İlk olarak İstanbul’da, “Beyoğlu Kültür Yolu Festivali” adıyla düzenlenmeye başlanan festival, daha sonra “Türkiye Kültür Yolu Festivalleri” adıyla İstanbul’un yanı sıra Ankara, Diyarbakır, Çanakkale ve Konya’da da düzenlendi.
16 Eylül’de başlayan ve 23 Ekim’e kadar sürecek olan festivaller kapsamında 5 ilde 15 bine yakın sanatçının katılımıyla 3 binden fazla etkinlik planlanmış.
Bizi ilgilendiren kısmı Diyarbakır…
8 Ekim’de başlayıp 16 Ekim’e kadar devam edecek olan Sur Kültür Yolu Festivali kapsamında 2 binden fazla sanatçının katılımıyla 1500 etkinlik düzenlenmesi planlanıyor.
Dengbejlerden, Cumhurbaşkanlığı Senfoni Orkestrası’na, Türkçe, Kürtçe, Ermenice şarkılardan eyvan gecelerine farklı kültürel aktivitelere ev sahipliği yapacak olan Sur Kültür Yolu Festivali kapsamında Kapadokya’nın balonları Diyarbakır’da uçtu, Keçiburnu Terası’ndan gökyüzü gözlem etkinliği düzenlendi.
Festival kapsamında ayrıca sanatçı Maral Ayvaz’ın, geleneksel çalgılar eşliğinde, Diyarbakır ve Anadolu Ermeni müziğinden örnekler seslendireceği bir konser de İm Ankin Surp Giragos Kilisesi’nde Diyarbakırlılar ile buluştu.
Oldukça renkli bir içeriğe sahip festivale, 15 Ekim’de bir dizi açılış için kente gelecek olan Cumhurbaşkanı Erdoğan da katılacak.
Ancak birçok şey de olduğu gibi kendini muhalif olarak niteleyenler bu etkinliği de farklı bir bakış açısıyla eleştiriyor.
Ne diyorlar?
Festivalde ‘iktidarlarının nüvelerini görmek isteyecekleri’ gibi haklı bir eleştiriyle; sanat gibi koşulsuz özgürlüklerin hâkim kılınması gereken bir alanda ‘devletin’ bir olgu olarak tuhaf görünmesinden bahsediyorlar.
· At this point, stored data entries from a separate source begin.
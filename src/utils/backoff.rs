//! 间隔/退避策略

use crate::utils::config::RetryConfig;
use rand::Rng;
use std::time::Duration;

/// 间隔提供者（发送循环节拍、初始化重试）
pub trait IntervalProvider: Send {
    fn next_interval(&mut self) -> Duration;

    fn reset(&mut self);
}

/// 固定间隔
#[derive(Debug, Clone)]
pub struct FixedInterval {
    interval: Duration,
}

impl FixedInterval {
    pub fn new(interval: Duration) -> Self {
        Self { interval }
    }
}

impl IntervalProvider for FixedInterval {
    fn next_interval(&mut self) -> Duration {
        self.interval
    }

    fn reset(&mut self) {}
}

/// 指数退避（带 ±20% 抖动，上限 max）
#[derive(Debug, Clone)]
pub struct ExponentialBackoff {
    initial: Duration,
    max: Duration,
    current: Duration,
    jitter: f64,
}

impl ExponentialBackoff {
    pub fn new(initial: Duration, max: Duration) -> Self {
        Self {
            initial,
            max,
            current: initial,
            jitter: 0.2,
        }
    }

    pub fn from_config(config: &RetryConfig) -> Self {
        Self::new(
            Duration::from_millis(config.initial_ms),
            Duration::from_millis(config.max_ms),
        )
    }

    /// 关闭抖动（测试中使用确定值）
    pub fn without_jitter(mut self) -> Self {
        self.jitter = 0.0;
        self
    }
}

impl IntervalProvider for ExponentialBackoff {
    fn next_interval(&mut self) -> Duration {
        let base = self.current;
        self.current = self.current.checked_mul(2).unwrap_or(self.max).min(self.max);

        if self.jitter <= 0.0 {
            return base;
        }
        let factor = rand::thread_rng().gen_range((1.0 - self.jitter)..=(1.0 + self.jitter));
        Duration::try_from_secs_f64(base.as_secs_f64() * factor)
            .unwrap_or(self.max)
            .min(self.max)
    }

    fn reset(&mut self) {
        self.current = self.initial;
    }
}
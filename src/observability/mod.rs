//! 可观测性模块
//!
//! 提供 Prometheus 指标导出

pub mod metrics;

pub use metrics::*;
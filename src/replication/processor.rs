//! 从节点快照处理

use super::receiver::ProcessSnapshot;
use super::ReplicationError;
use crate::storage::{MemDb, Snapshot};
use async_trait::async_trait;
use std::sync::Arc;

/// 全量重建代理资源（带重试）
#[async_trait]
pub trait ConfigInitializer: Send + Sync {
    async fn init_config_with_retry(&self) -> Result<(), ReplicationError>;
}

/// 从节点快照处理器：restore 后全量重建资源
pub struct SlaveSnapshotProcessor {
    store: Arc<MemDb>,
    initializer: Arc<dyn ConfigInitializer>,
}

impl SlaveSnapshotProcessor {
    pub fn new(store: Arc<MemDb>, initializer: Arc<dyn ConfigInitializer>) -> Self {
        Self { store, initializer }
    }
}

#[async_trait]
impl ProcessSnapshot for SlaveSnapshotProcessor {
    async fn process_snapshot(&self, snapshot: Snapshot) -> Result<(), ReplicationError> {
        self.store.restore(&snapshot)?;
        self.initializer.init_config_with_retry().await
    }
}

#[cfg(test)]
mod tests {
    use super::*;
    use crate::model::{Entity, GatewayType, NodeGroup, TABLE_NODE_GROUPS};
    use std::sync::atomic::{AtomicUsize, Ordering};

    #[derive(Default)]
    struct CountingInitializer {
        calls: AtomicUsize,
    }

    #[async_trait]
    impl ConfigInitializer for CountingInitializer {
        async fn init_config_with_retry(&self) -> Result<(), ReplicationError> {
            self.calls.fetch_add(1, Ordering::SeqCst);
            Ok(())
        }
    }

    #[tokio::test]
    async fn test_restore_then_rebuild() {
        let leader = MemDb::new();
        leader
            .with_wtx(|tx| {
                tx.insert(Entity::NodeGroup(NodeGroup {
                    name: "gw1".to_string(),
                    gateway_type: GatewayType::Mesh,
                    listen_port: 15006,
                    domains: vec![],
                    runtime: Default::default(),
                }))
            })
            .unwrap();

        let follower = Arc::new(MemDb::new());
        let initializer = Arc::new(CountingInitializer::default());
        let processor = SlaveSnapshotProcessor::new(follower.clone(), initializer.clone());

        processor
            .process_snapshot(leader.backup().unwrap())
            .await
            .unwrap();
        assert_eq!(follower.export()[TABLE_NODE_GROUPS].len(), 1);
        assert_eq!(initializer.calls.load(Ordering::SeqCst), 1);
    }

    #[tokio::test]
    async fn test_restore_failure_short_circuits() {
        let follower = Arc::new(MemDb::new());
        let initializer = Arc::new(CountingInitializer::default());
        let processor = SlaveSnapshotProcessor::new(follower, initializer.clone());

        let err = processor
            .process_snapshot(Snapshot::from_bytes(b"garbage".to_vec()))
            .await
            .unwrap_err();
        assert!(matches!(err, ReplicationError::Store(_)));
        assert_eq!(initializer.calls.load(Ordering::SeqCst), 0);
    }
}
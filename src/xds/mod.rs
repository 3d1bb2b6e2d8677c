//! 代理配置（xDS）
//!
//! - `resources`: 下发给代理的资源结构与类型 URL
//! - `builder`: 按网关类型构建 listener / cluster / route / runtime
//! - `cache`: 按节点组、资源类型缓存带版本的资源集合
//! - `updater`: 订阅内部总线，只重建受影响的 (节点组, 资源类型)
//! - `server`: gRPC 发现服务

pub mod builder;
pub mod cache;
pub mod resources;
pub mod server;
pub mod updater;

/// 发现协议 (tonic 自动生成)
pub mod proto {
    tonic::include_proto!("envoy.service.discovery.v3");
}

pub use builder::{BuildError, BuilderRegistry, NodeGroupView};
pub use cache::{ResourceSet, SnapshotCache};
pub use resources::Resource;
pub use server::{ClusterHash, DiscoveryCallbacks, DiscoveryServer, LoggingCallbacks, NodeHash};
pub use updater::{CacheUpdater, RebuildReport};
//! Build script for meshgate-rs
//!
//! 编译 protobuf 定义生成 Rust 代码

fn main() -> Result<(), Box<dyn std::error::Error>> {
    // 编译到 OUT_DIR (tonic::include_proto! 默认位置)
    tonic_build::configure()
        .build_server(true)
        .build_client(true)
        .compile_protos(
            &["proto/replication.proto", "proto/discovery.proto"],
            &["proto"],
        )?;

    // 通知 cargo 当 proto 文件变化时重新编译
    println!("cargo:rerun-if-changed=proto/replication.proto");
    println!("cargo:rerun-if-changed=proto/discovery.proto");

    Ok(())
}
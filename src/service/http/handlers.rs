//! HTTP 请求处理器

use actix_web::{web, HttpResponse};
use chrono::Utc;
use std::sync::Arc;

use super::models::*;
use crate::observability::export_metrics;
use crate::replication::{Role, RoleManager};
use crate::storage::MemDb;
use crate::xds::SnapshotCache;

/// 应用状态
pub struct AppState {
    pub role_manager: Arc<RoleManager>,
    pub store: Arc<MemDb>,
    pub cache: Arc<SnapshotCache>,
}

impl AppState {
    /// 有角色，且从节点的接收器已启动
    pub fn readiness(&self) -> Readiness {
        let role = self.role_manager.get_role();
        let reason = match role {
            None => Some("no role assigned yet".to_string()),
            Some(Role::Slave) if !self.role_manager.configurator().receiver_started() => {
                Some("snapshot receiver not started".to_string())
            }
            _ => None,
        };
        Readiness {
            ready: reason.is_none(),
            role: role.map(|r| r.to_string()),
            reason,
        }
    }
}

/// 健康检查
pub async fn health_check() -> HttpResponse {
    HttpResponse::Ok().json(serde_json::json!({
        "status": "ok",
        "service": "meshgate",
        "timestamp": Utc::now().timestamp_millis()
    }))
}

/// 就绪检查
pub async fn readiness(state: web::Data<Arc<AppState>>) -> HttpResponse {
    let readiness = state.readiness();
    if readiness.ready {
        HttpResponse::Ok().json(readiness)
    } else {
        HttpResponse::ServiceUnavailable().json(readiness)
    }
}

/// Prometheus 指标
pub async fn metrics() -> HttpResponse {
    HttpResponse::Ok()
        .content_type("text/plain; version=0.0.4")
        .body(export_metrics())
}

/// 节点状态
pub async fn node_status(state: web::Data<Arc<AppState>>) -> HttpResponse {
    let manager = &state.role_manager;
    let status = NodeStatus {
        pod_id: manager.context().pod_id.clone(),
        role: manager.get_role().map(|r| r.to_string()),
        master: manager.node_info(),
        sender_started: manager.configurator().sender_started(),
        receiver_started: manager.configurator().receiver_started(),
        store_generation: state.store.generation(),
        node_groups: state.cache.node_groups(),
    };
    HttpResponse::Ok().json(ApiResponse::success(status))
}

/// 接收角色信号
pub async fn set_role(
    state: web::Data<Arc<AppState>>,
    req: web::Json<RoleRequest>,
) -> HttpResponse {
    let req = req.into_inner();
    let manager = &state.role_manager;
    let info = req
        .node
        .unwrap_or_else(|| manager.context().node.clone());

    match manager.apply_raw(info, &req.role).await {
        Ok(()) => HttpResponse::Ok().json(ApiResponse::success(serde_json::json!({
            "role": manager.get_role().map(|r| r.to_string()),
        }))),
        Err(e) => {
            log::error!("Failed to apply role {}: {}", req.role, e);
            HttpResponse::InternalServerError()
                .json(ApiResponse::<()>::error(500, e.to_string()))
        }
    }
}
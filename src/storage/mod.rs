//! 事务存储模块
//!
//! 内存中带索引的数据集，支持原子读写事务：
//! - 每个写事务返回按修改顺序排列的 Change 列表
//! - 整库备份 / 恢复（快照）
//! - 持久化存储契约（load / flush）
//! - 存储侧通知通道监听（带 panic 恢复与退避重连）
//!
//! # 架构
//!
//! ```text
//! ConfigService ──with_wtx──> MemDb ──Vec<Change>──> Event Factory
//!                               │
//!                    backup()/restore()
//!                               │
//!                 Snapshot (zstd + crc32) ──> DurableStore / 复制总线
//! ```

pub mod change;
pub mod durable;
pub mod memdb;
pub mod notify;
pub mod snapshot;

pub use change::{Change, ChangeKind};
pub use durable::{DurableFlusher, DurableStore, FileDurableStore};
pub use memdb::{MemDb, ReadTxn, WriteTxn};
pub use notify::{
    Notification, NotificationListener, NotificationSource, NotificationStream,
    TcpNotificationSource,
};
pub use snapshot::{Snapshot, SnapshotBody};

/// 存储错误类型
#[derive(Debug, thiserror::Error)]
pub enum StoreError {
    #[error("Unknown table: {0}")]
    UnknownTable(String),

    #[error("Entity {table}/{key} already exists")]
    AlreadyExists { table: String, key: String },

    #[error("Entity {table}/{key} not found")]
    NotFound { table: String, key: String },

    #[error("Constraint violation: {0}")]
    Constraint(String),

    #[error("Snapshot encode error: {0}")]
    Encode(String),

    #[error("Snapshot decode error: {0}")]
    Decode(String),

    #[error("Snapshot checksum mismatch: expected {expected:#010x}, got {actual:#010x}")]
    Checksum { expected: u32, actual: u32 },

    #[error("IO error: {0}")]
    Io(#[from] std::io::Error),

    #[error("Notification channel error: {0}")]
    Channel(String),
}
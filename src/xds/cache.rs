//! 资源快照缓存
//!
//! 每个节点组、每个 type URL 保存一份带版本的资源集合。
//! 任何修改都会让该节点组的 watch 计数器加一，发现服务据此推送。
//!
//! watch 与资源分开保存：代理上报的节点组不一定存在，只订阅不会产生资源条目。
//! 流关闭后调用 [`SnapshotCache::release`]，没有剩余订阅者的 watch 和
//! 已清空的节点组都会被移除。

use super::proto::Any;
use parking_lot::RwLock;
use std::collections::HashMap;
use tokio::sync::watch;

/// 某个节点组某一类型的资源集合
#[derive(Debug, Clone, PartialEq)]
pub struct ResourceSet {
    pub version: String,
    pub resources: Vec<Any>,
}

#[derive(Default)]
struct NodeEntry {
    sets: HashMap<String, ResourceSet>,
    /// 节点组已删除，资源集合只为已连接的代理保留
    cleared: bool,
}

#[derive(Default)]
struct Inner {
    nodes: HashMap<String, NodeEntry>,
    watchers: HashMap<String, watch::Sender<u64>>,
}

impl Inner {
    fn notify(&self, node_group: &str) {
        if let Some(notifier) = self.watchers.get(node_group) {
            notifier.send_modify(|v| *v += 1);
        }
    }

    fn has_watchers(&self, node_group: &str) -> bool {
        self.watchers
            .get(node_group)
            .map(|n| n.receiver_count() > 0)
            .unwrap_or(false)
    }
}

/// 按节点组缓存的资源
pub struct SnapshotCache {
    inner: RwLock<Inner>,
}

impl SnapshotCache {
    pub fn new() -> Self {
        Self {
            inner: RwLock::new(Inner::default()),
        }
    }

    /// 替换某个节点组某一类型的资源集合
    pub fn set_resources(&self, node_group: &str, type_url: &str, version: String, resources: Vec<Any>) {
        let mut inner = self.inner.write();
        let entry = inner.nodes.entry(node_group.to_string()).or_default();
        if entry.cleared {
            entry.sets.clear();
            entry.cleared = false;
        }
        entry.sets.insert(
            type_url.to_string(),
            ResourceSet { version, resources },
        );
        inner.notify(node_group);
    }

    pub fn get(&self, node_group: &str, type_url: &str) -> Option<ResourceSet> {
        self.inner
            .read()
            .nodes
            .get(node_group)
            .and_then(|entry| entry.sets.get(type_url).cloned())
    }

    pub fn version(&self, node_group: &str, type_url: &str) -> Option<String> {
        self.inner
            .read()
            .nodes
            .get(node_group)
            .and_then(|entry| entry.sets.get(type_url).map(|s| s.version.clone()))
    }

    /// 订阅节点组的变化（节点组尚未出现时也可以先订阅）
    pub fn watch(&self, node_group: &str) -> watch::Receiver<u64> {
        let mut inner = self.inner.write();
        inner
            .watchers
            .entry(node_group.to_string())
            .or_insert_with(|| watch::channel(0).0)
            .subscribe()
    }

    /// 节点组被删除：清空全部资源
    ///
    /// 有代理连接时保留空集合让它们收到删除；没有时直接移除条目。
    /// 已清空的节点组再次清空不会产生新版本。
    pub fn clear(&self, node_group: &str, version: String) {
        let mut inner = self.inner.write();
        let watched = inner.has_watchers(node_group);
        let entry = match inner.nodes.get_mut(node_group) {
            Some(entry) => entry,
            None => return,
        };
        if entry.cleared {
            return;
        }
        if !watched {
            inner.nodes.remove(node_group);
            return;
        }
        for set in entry.sets.values_mut() {
            set.version = version.clone();
            set.resources.clear();
        }
        entry.cleared = true;
        inner.notify(node_group);
    }

    /// 一个订阅者离开：没有剩余订阅者时移除 watch 和已清空的节点组
    ///
    /// 调用方须先丢弃自己的 `watch::Receiver`。
    pub fn release(&self, node_group: &str) {
        let mut inner = self.inner.write();
        if inner.has_watchers(node_group) {
            return;
        }
        inner.watchers.remove(node_group);
        if inner.nodes.get(node_group).map(|e| e.cleared).unwrap_or(false) {
            inner.nodes.remove(node_group);
            log::debug!("Dropped cleared resources of node group {}", node_group);
        }
    }

    /// 持有资源的节点组（不含已清空的）
    pub fn node_groups(&self) -> Vec<String> {
        let mut names: Vec<String> = self
            .inner
            .read()
            .nodes
            .iter()
            .filter(|(_, entry)| !entry.cleared && !entry.sets.is_empty())
            .map(|(name, _)| name.clone())
            .collect();
        names.sort();
        names
    }

    /// (资源条目数, watch 数)
    pub fn entry_counts(&self) -> (usize, usize) {
        let inner = self.inner.read();
        (inner.nodes.len(), inner.watchers.len())
    }
}

impl Default for SnapshotCache {
    fn default() -> Self {
        Self::new()
    }
}

#[cfg(test)]
mod tests {
    use super::*;

    fn any(name: &str) -> Any {
        Any {
            type_url: "t".to_string(),
            value: name.as_bytes().to_vec(),
        }
    }

    #[tokio::test]
    async fn test_set_notifies_watchers() {
        let cache = SnapshotCache::new();
        let mut rx = cache.watch("gw1");

        cache.set_resources("gw1", "t", "1".to_string(), vec![any("a")]);
        rx.changed().await.unwrap();
        assert_eq!(*rx.borrow_and_update(), 1);

        let set = cache.get("gw1", "t").unwrap();
        assert_eq!(set.version, "1");
        assert_eq!(set.resources.len(), 1);
        assert!(cache.get("gw2", "t").is_none());
    }

    #[test]
    fn test_clear_keeps_empty_sets_for_watchers() {
        let cache = SnapshotCache::new();
        let _rx = cache.watch("gw1");
        cache.set_resources("gw1", "t", "1".to_string(), vec![any("a")]);
        cache.clear("gw1", "2".to_string());

        let set = cache.get("gw1", "t").unwrap();
        assert_eq!(set.version, "2");
        assert!(set.resources.is_empty());
        assert!(cache.node_groups().is_empty());
    }

    #[test]
    fn test_clear_without_watchers_drops_entry() {
        let cache = SnapshotCache::new();
        cache.set_resources("gw1", "t", "1".to_string(), vec![any("a")]);
        cache.clear("gw1", "2".to_string());

        assert!(cache.get("gw1", "t").is_none());
        assert_eq!(cache.entry_counts(), (0, 0));
    }

    #[tokio::test]
    async fn test_second_clear_is_silent() {
        let cache = SnapshotCache::new();
        let mut rx = cache.watch("gw1");
        cache.set_resources("gw1", "t", "1".to_string(), vec![any("a")]);
        cache.clear("gw1", "2".to_string());
        rx.borrow_and_update();

        cache.clear("gw1", "3".to_string());
        assert!(!rx.has_changed().unwrap());
        assert_eq!(cache.version("gw1", "t").unwrap(), "2");
    }

    #[test]
    fn test_watch_does_not_create_resources() {
        let cache = SnapshotCache::new();
        let _rx = cache.watch("pending");
        cache.set_resources("gw1", "t", "1".to_string(), vec![]);
        assert_eq!(cache.node_groups(), vec!["gw1".to_string()]);
        assert_eq!(cache.entry_counts(), (1, 1));
    }

    #[test]
    fn test_release_prunes_last_watcher() {
        let cache = SnapshotCache::new();
        let first = cache.watch("bogus");
        let second = cache.watch("bogus");

        drop(first);
        cache.release("bogus");
        assert_eq!(cache.entry_counts(), (0, 1));

        drop(second);
        cache.release("bogus");
        assert_eq!(cache.entry_counts(), (0, 0));
    }

    #[test]
    fn test_release_drops_cleared_node_group() {
        let cache = SnapshotCache::new();
        let rx = cache.watch("gw1");
        cache.set_resources("gw1", "t", "1".to_string(), vec![any("a")]);
        cache.clear("gw1", "2".to_string());
        assert_eq!(cache.entry_counts(), (1, 1));

        drop(rx);
        cache.release("gw1");
        assert_eq!(cache.entry_counts(), (0, 0));
    }

    #[test]
    fn test_set_after_clear_revives_node_group() {
        let cache = SnapshotCache::new();
        let _rx = cache.watch("gw1");
        cache.set_resources("gw1", "a", "1".to_string(), vec![any("a")]);
        cache.set_resources("gw1", "b", "1".to_string(), vec![any("b")]);
        cache.clear("gw1", "2".to_string());

        cache.set_resources("gw1", "a", "3".to_string(), vec![any("a")]);
        assert_eq!(cache.node_groups(), vec!["gw1".to_string()]);
        assert!(cache.get("gw1", "b").is_none());
    }
}
//! 工具模块

pub mod backoff;
pub mod config;

pub use backoff::{ExponentialBackoff, FixedInterval, IntervalProvider};
pub use config::{CliArgs, ConfigError, MeshgateConfig};
//! 持久化存储的带外通知通道
//!
//! 监听一个命名通道（例如密码轮换通知），把收到的通知分发给注册的处理器。
//! 出错或 panic 时断开连接，固定退避后重连。

use super::StoreError;
use async_trait::async_trait;
use futures::FutureExt;
use parking_lot::RwLock;
use std::panic::AssertUnwindSafe;
use std::sync::Arc;
use std::time::Duration;
use tokio::io::{AsyncBufReadExt, AsyncWriteExt, BufReader, Lines};
use tokio::net::TcpStream;
use tokio::sync::watch;
use tokio::task::JoinHandle;

/// 通知消息
#[derive(Debug, Clone, PartialEq, Eq)]
pub struct Notification {
    pub channel: String,
    pub payload: String,
}

/// 已建立的通知连接
#[async_trait]
pub trait NotificationStream: Send {
    /// 等待下一条通知；连接正常关闭时返回 None
    async fn next(&mut self) -> Result<Option<Notification>, StoreError>;
}

/// 通知源（负责建立连接并 LISTEN 指定通道）
#[async_trait]
pub trait NotificationSource: Send + Sync {
    async fn connect(&self, channel: &str) -> Result<Box<dyn NotificationStream>, StoreError>;
}

pub type NotificationHandler = Arc<dyn Fn(&Notification) + Send + Sync>;

/// 通知监听器
pub struct NotificationListener {
    channel: String,
    source: Arc<dyn NotificationSource>,
    handlers: Arc<RwLock<Vec<NotificationHandler>>>,
    backoff: Duration,
    shutdown_tx: watch::Sender<bool>,
    handle: Option<JoinHandle<()>>,
}

impl NotificationListener {
    pub fn new(channel: impl Into<String>, source: Arc<dyn NotificationSource>, backoff: Duration) -> Self {
        let (shutdown_tx, _) = watch::channel(false);
        Self {
            channel: channel.into(),
            source,
            handlers: Arc::new(RwLock::new(Vec::new())),
            backoff,
            shutdown_tx,
            handle: None,
        }
    }

    /// 注册处理器（启动前后均可）
    pub fn add_handler<F>(&self, handler: F)
    where
        F: Fn(&Notification) + Send + Sync + 'static,
    {
        self.handlers.write().push(Arc::new(handler));
    }

    pub fn is_running(&self) -> bool {
        self.handle.as_ref().map(|h| !h.is_finished()).unwrap_or(false)
    }

    /// 启动监听循环
    pub fn start(&mut self) {
        if self.is_running() {
            return;
        }
        self.shutdown_tx.send_replace(false);

        let channel = self.channel.clone();
        let source = self.source.clone();
        let handlers = self.handlers.clone();
        let backoff = self.backoff;
        let mut shutdown_rx = self.shutdown_tx.subscribe();

        self.handle = Some(tokio::spawn(async move {
            log::info!("Notification listener started on channel '{}'", channel);
            loop {
                if *shutdown_rx.borrow() {
                    break;
                }

                let session = AssertUnwindSafe(listen_once(&channel, source.as_ref(), &handlers))
                    .catch_unwind();

                let outcome = tokio::select! {
                    _ = shutdown_rx.changed() => break,
                    outcome = session => outcome,
                };

                match outcome {
                    Ok(Ok(())) => log::warn!("Notification channel '{}' closed by peer", channel),
                    Ok(Err(e)) => log::error!("Notification listener error on '{}': {}", channel, e),
                    Err(panic) => log::error!(
                        "Notification listener panicked on '{}': {}",
                        channel,
                        panic_message(&panic)
                    ),
                }

                // 断开后固定退避再重连
                crate::observability::NOTIFY_RECONNECTS.inc();
                tokio::select! {
                    _ = shutdown_rx.changed() => break,
                    _ = tokio::time::sleep(backoff) => {}
                }
            }
            log::info!("Notification listener on '{}' stopped", channel);
        }));
    }

    /// 停止监听循环
    pub async fn stop(&mut self) {
        self.shutdown_tx.send_replace(true);
        if let Some(handle) = self.handle.take() {
            let _ = handle.await;
        }
    }
}

async fn listen_once(
    channel: &str,
    source: &dyn NotificationSource,
    handlers: &RwLock<Vec<NotificationHandler>>,
) -> Result<(), StoreError> {
    let mut stream = source.connect(channel).await?;
    log::debug!("Listening on notification channel '{}'", channel);

    while let Some(notification) = stream.next().await? {
        let current: Vec<NotificationHandler> = handlers.read().clone();
        for handler in current {
            handler(&notification);
        }
    }
    Ok(())
}

// ============================================================================
// 行协议通知源
// ============================================================================

/// 基于 TCP 行协议的通知源
///
/// 连接后发送 `LISTEN <channel>\n`，之后对端每发送一行即为一条通知。
pub struct TcpNotificationSource {
    address: String,
}

impl TcpNotificationSource {
    pub fn new(address: impl Into<String>) -> Self {
        Self {
            address: address.into(),
        }
    }
}

struct TcpNotificationStream {
    channel: String,
    lines: Lines<BufReader<TcpStream>>,
}

#[async_trait]
impl NotificationStream for TcpNotificationStream {
    async fn next(&mut self) -> Result<Option<Notification>, StoreError> {
        Ok(self.lines.next_line().await?.map(|payload| Notification {
            channel: self.channel.clone(),
            payload,
        }))
    }
}

#[async_trait]
impl NotificationSource for TcpNotificationSource {
    async fn connect(&self, channel: &str) -> Result<Box<dyn NotificationStream>, StoreError> {
        let mut stream = TcpStream::connect(&self.address).await?;
        stream
            .write_all(format!("LISTEN {}\n", channel).as_bytes())
            .await?;
        Ok(Box::new(TcpNotificationStream {
            channel: channel.to_string(),
            lines: BufReader::new(stream).lines(),
        }))
    }
}

fn panic_message(panic: &Box<dyn std::any::Any + Send>) -> String {
    if let Some(s) = panic.downcast_ref::<&str>() {
        s.to_string()
    } else if let Some(s) = panic.downcast_ref::<String>() {
        s.clone()
    } else {
        "unknown panic".to_string()
    }
}

#[cfg(test)]
mod tests {
    use super::*;
    use std::collections::VecDeque;
    use std::sync::atomic::{AtomicUsize, Ordering};

    /// 每次 connect 依次取出一个脚本化的会话
    struct ScriptedSource {
        sessions: parking_lot::Mutex<VecDeque<Vec<Step>>>,
        connects: AtomicUsize,
    }

    #[derive(Clone)]
    enum Step {
        Emit(&'static str),
        Fail,
        Panic,
    }

    struct ScriptedStream {
        steps: VecDeque<Step>,
    }

    #[async_trait]
    impl NotificationStream for ScriptedStream {
        async fn next(&mut self) -> Result<Option<Notification>, StoreError> {
            match self.steps.pop_front() {
                Some(Step::Emit(p)) => Ok(Some(Notification {
                    channel: "creds".to_string(),
                    payload: p.to_string(),
                })),
                Some(Step::Fail) => Err(StoreError::Channel("connection reset".to_string())),
                Some(Step::Panic) => panic!("driver bug"),
                // 脚本耗尽后挂起，模拟空闲连接
                None => std::future::pending().await,
            }
        }
    }

    #[async_trait]
    impl NotificationSource for ScriptedSource {
        async fn connect(&self, _channel: &str) -> Result<Box<dyn NotificationStream>, StoreError> {
            self.connects.fetch_add(1, Ordering::SeqCst);
            let steps = self.sessions.lock().pop_front().unwrap_or_default();
            Ok(Box::new(ScriptedStream { steps: steps.into() }))
        }
    }

    #[tokio::test]
    async fn test_reconnects_after_error_and_panic() {
        let source = Arc::new(ScriptedSource {
            sessions: parking_lot::Mutex::new(VecDeque::from(vec![
                vec![Step::Emit("a"), Step::Fail],
                vec![Step::Panic],
                vec![Step::Emit("b")],
            ])),
            connects: AtomicUsize::new(0),
        });

        let received = Arc::new(parking_lot::Mutex::new(Vec::new()));
        let mut listener =
            NotificationListener::new("creds", source.clone(), Duration::from_millis(5));
        let sink = received.clone();
        listener.add_handler(move |n| sink.lock().push(n.payload.clone()));

        listener.start();
        tokio::time::sleep(Duration::from_millis(100)).await;
        assert!(listener.is_running());
        listener.stop().await;

        assert_eq!(*received.lock(), vec!["a".to_string(), "b".to_string()]);
        assert_eq!(source.connects.load(Ordering::SeqCst), 3);
        assert!(!listener.is_running());
    }

    #[tokio::test]
    async fn test_tcp_source_reads_lines() {
        let server = tokio::net::TcpListener::bind("127.0.0.1:0").await.unwrap();
        let addr = server.local_addr().unwrap();
        tokio::spawn(async move {
            let (socket, _) = server.accept().await.unwrap();
            let mut reader = BufReader::new(socket);
            let mut line = String::new();
            reader.read_line(&mut line).await.unwrap();
            assert_eq!(line, "LISTEN creds\n");
            reader.get_mut().write_all(b"rotated\n").await.unwrap();
        });

        let source = TcpNotificationSource::new(addr.to_string());
        let mut stream = source.connect("creds").await.unwrap();
        let n = stream.next().await.unwrap().unwrap();
        assert_eq!(n.channel, "creds");
        assert_eq!(n.payload, "rotated");
        assert!(stream.next().await.unwrap().is_none());
    }
}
Devamında yaz döneminde gerçekleştirilmesi düşünülen Eskişehir’deki AnadoluFest, Dersim’deki Munzur Doğa ve Kültür Festivali, Zonguldak’taki Kozlu Müzik Festivali, Ankara’daki ODTÜ Bahar Şenliği, Balıkesir’deki Kazdağları Festivali, Aynur Doğan, Niyazi Koyuncu, Mikail Aslan, Melek Mosso, Apolas Lermi, Metin Kemal Kahraman, Mohsen Namcu gibi sanatçıların konserlerinin, engellenip yasaklanması olarak gerekçelendiriyorlar.
İktidarın (bunca ekonomik sorun içinde) devlet aygıtlarını kullanarak bir avantaj kazanma eleştirisini de bir kenara yazalım ve genel tabloya bakalım: Konserlere bu kadar üst düzey ve üstelik toplumun birçok kesimini içine alan çeşitlilikte katılıma ne diyeceksiniz?
Festival üzerinden körü körüne eleştirme kadar; kendini muhalif olarak tanımlayanların, sebep-sonuç ikileminde kendilerini sorgulamaları gereken bir geçmişi de ifade etmiyor mu genel manzara?